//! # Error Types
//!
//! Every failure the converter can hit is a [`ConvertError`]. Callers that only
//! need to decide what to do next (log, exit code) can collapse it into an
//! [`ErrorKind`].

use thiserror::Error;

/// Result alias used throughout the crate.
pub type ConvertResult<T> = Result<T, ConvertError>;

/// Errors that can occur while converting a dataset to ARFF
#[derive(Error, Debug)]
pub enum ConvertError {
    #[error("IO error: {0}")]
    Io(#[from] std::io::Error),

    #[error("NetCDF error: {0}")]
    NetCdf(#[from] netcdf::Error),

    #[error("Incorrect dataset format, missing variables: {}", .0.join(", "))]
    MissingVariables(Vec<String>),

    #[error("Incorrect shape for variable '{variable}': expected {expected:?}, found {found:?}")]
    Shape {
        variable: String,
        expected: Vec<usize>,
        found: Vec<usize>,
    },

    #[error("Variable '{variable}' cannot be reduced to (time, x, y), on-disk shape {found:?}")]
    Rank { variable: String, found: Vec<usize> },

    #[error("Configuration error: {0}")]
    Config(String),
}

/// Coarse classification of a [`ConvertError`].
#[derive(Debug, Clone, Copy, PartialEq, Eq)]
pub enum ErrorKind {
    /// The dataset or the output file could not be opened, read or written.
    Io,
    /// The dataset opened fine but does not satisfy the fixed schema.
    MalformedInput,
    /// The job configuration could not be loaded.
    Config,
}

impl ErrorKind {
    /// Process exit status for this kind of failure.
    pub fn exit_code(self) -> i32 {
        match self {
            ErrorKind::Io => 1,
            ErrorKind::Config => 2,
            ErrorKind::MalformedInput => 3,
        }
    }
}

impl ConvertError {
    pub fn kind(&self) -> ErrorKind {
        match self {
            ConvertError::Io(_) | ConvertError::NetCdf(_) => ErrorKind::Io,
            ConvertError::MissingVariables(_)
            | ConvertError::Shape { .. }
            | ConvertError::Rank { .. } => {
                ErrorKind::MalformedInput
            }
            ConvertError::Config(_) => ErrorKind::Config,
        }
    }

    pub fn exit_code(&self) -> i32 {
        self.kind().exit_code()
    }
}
·····
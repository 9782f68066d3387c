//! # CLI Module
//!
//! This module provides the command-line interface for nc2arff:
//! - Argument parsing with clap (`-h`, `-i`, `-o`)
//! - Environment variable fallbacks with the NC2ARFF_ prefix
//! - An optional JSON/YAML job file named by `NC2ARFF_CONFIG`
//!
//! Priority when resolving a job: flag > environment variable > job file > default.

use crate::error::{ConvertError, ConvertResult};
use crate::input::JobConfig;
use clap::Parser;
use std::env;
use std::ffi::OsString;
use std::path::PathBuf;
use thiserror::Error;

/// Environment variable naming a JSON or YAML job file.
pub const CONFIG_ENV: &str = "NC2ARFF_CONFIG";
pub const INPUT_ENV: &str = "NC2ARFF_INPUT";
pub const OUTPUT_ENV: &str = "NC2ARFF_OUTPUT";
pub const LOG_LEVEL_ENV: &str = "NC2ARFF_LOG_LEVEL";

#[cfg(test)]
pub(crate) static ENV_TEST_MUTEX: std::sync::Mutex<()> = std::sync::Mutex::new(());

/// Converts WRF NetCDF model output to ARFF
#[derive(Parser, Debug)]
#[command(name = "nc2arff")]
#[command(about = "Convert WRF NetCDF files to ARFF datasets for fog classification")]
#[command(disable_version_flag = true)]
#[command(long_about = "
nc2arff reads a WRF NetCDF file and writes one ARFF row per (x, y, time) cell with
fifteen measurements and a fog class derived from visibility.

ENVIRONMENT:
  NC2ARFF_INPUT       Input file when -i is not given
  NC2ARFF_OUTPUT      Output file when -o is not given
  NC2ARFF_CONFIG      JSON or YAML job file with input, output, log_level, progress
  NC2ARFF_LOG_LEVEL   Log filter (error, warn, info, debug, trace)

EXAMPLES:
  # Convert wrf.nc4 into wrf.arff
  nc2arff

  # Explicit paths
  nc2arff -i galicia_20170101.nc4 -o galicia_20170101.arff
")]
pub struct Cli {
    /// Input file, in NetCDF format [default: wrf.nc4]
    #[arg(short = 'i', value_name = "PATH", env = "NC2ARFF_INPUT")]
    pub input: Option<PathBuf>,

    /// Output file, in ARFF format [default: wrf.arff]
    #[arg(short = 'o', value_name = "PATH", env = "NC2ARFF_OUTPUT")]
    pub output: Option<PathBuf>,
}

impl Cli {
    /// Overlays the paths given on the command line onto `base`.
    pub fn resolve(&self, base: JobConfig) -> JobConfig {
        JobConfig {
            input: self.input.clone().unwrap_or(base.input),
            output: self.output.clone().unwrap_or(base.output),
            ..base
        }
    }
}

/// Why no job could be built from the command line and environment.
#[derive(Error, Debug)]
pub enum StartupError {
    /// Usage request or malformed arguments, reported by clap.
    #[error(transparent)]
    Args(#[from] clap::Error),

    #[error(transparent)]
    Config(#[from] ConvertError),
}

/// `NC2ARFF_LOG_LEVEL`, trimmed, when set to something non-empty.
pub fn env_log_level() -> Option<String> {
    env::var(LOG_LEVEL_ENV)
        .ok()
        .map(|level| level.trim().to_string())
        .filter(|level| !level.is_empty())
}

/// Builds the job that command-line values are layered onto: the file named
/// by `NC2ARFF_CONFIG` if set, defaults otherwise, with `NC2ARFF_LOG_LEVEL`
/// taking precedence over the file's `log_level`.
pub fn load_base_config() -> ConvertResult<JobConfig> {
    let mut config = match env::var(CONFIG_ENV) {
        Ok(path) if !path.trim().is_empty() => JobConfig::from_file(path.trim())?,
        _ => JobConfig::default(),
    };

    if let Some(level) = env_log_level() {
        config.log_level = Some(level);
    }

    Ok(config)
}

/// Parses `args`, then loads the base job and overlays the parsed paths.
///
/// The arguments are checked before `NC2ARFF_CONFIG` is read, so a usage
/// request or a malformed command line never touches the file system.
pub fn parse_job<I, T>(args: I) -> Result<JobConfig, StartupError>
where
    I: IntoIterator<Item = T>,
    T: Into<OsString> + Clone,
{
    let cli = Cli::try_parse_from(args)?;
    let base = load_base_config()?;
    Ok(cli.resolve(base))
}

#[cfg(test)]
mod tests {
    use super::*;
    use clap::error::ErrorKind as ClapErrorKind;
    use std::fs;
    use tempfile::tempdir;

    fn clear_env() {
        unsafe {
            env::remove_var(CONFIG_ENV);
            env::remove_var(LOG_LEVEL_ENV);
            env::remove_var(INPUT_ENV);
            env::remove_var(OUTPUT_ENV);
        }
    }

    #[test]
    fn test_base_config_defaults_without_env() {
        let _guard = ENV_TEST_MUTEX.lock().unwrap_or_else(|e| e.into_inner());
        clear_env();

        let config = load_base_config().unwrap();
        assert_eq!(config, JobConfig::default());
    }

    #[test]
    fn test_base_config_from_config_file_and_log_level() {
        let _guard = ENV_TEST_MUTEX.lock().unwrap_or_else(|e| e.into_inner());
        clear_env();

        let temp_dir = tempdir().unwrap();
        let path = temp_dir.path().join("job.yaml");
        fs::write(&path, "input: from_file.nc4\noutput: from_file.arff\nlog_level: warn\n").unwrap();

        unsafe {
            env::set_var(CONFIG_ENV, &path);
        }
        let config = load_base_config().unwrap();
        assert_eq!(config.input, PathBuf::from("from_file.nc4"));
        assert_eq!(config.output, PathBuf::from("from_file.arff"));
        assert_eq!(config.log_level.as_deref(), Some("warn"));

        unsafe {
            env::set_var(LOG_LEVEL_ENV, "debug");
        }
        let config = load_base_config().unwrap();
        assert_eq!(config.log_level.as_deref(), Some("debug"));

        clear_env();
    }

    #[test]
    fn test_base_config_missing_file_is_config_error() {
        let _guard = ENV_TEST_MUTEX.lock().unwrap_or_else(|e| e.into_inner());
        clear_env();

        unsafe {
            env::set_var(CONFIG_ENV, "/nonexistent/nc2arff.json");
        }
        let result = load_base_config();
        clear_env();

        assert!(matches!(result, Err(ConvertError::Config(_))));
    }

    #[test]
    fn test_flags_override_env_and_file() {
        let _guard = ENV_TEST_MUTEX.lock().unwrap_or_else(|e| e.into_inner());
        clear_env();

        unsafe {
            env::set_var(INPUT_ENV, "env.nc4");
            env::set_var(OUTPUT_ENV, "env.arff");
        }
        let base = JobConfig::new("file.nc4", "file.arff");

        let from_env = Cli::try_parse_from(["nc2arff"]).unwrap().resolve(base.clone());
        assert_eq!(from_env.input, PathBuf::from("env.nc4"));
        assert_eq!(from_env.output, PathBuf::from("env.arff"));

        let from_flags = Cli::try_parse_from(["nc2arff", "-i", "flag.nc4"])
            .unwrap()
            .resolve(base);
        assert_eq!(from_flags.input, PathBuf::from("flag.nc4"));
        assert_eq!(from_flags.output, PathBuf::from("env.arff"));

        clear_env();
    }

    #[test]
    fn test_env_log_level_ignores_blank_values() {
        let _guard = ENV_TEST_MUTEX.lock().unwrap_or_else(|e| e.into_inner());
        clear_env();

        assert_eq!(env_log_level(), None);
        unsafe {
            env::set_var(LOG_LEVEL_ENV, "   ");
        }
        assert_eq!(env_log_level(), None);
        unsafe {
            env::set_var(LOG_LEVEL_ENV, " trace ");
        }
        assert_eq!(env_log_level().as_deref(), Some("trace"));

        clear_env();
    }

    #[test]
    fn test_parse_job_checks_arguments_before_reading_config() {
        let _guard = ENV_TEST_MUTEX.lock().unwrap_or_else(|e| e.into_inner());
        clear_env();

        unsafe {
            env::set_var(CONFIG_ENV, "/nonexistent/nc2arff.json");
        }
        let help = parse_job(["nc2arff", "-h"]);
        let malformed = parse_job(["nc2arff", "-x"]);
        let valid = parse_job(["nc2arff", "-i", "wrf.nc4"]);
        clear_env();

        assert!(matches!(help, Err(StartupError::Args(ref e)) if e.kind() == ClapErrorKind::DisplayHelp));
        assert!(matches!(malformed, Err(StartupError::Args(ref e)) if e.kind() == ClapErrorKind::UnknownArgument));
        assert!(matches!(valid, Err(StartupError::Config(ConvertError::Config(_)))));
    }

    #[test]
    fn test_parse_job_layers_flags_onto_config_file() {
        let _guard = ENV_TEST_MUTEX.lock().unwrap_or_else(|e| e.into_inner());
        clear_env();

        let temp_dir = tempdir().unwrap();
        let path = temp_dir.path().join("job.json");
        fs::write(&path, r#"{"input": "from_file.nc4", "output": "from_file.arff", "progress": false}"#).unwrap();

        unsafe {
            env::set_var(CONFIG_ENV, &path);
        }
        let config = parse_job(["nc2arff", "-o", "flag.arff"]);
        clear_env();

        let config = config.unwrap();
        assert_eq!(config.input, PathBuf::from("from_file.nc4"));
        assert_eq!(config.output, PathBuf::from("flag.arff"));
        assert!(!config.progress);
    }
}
·····
* _AIM OF THE TASK_: The response must contain each line above that holds the string "const".

* _RESULT OF THE EXERCISE_:
pub const CONFIG_ENV: &str = "NC2ARFF_CONFIG";
pub const INPUT_ENV: &str = "NC2ARFF_INPUT";
pub const OUTPUT_ENV: &str = "NC2ARFF_OUTPUT";
pub const LOG_LEVEL_ENV: &str = "NC2ARFF_LOG_LEVEL";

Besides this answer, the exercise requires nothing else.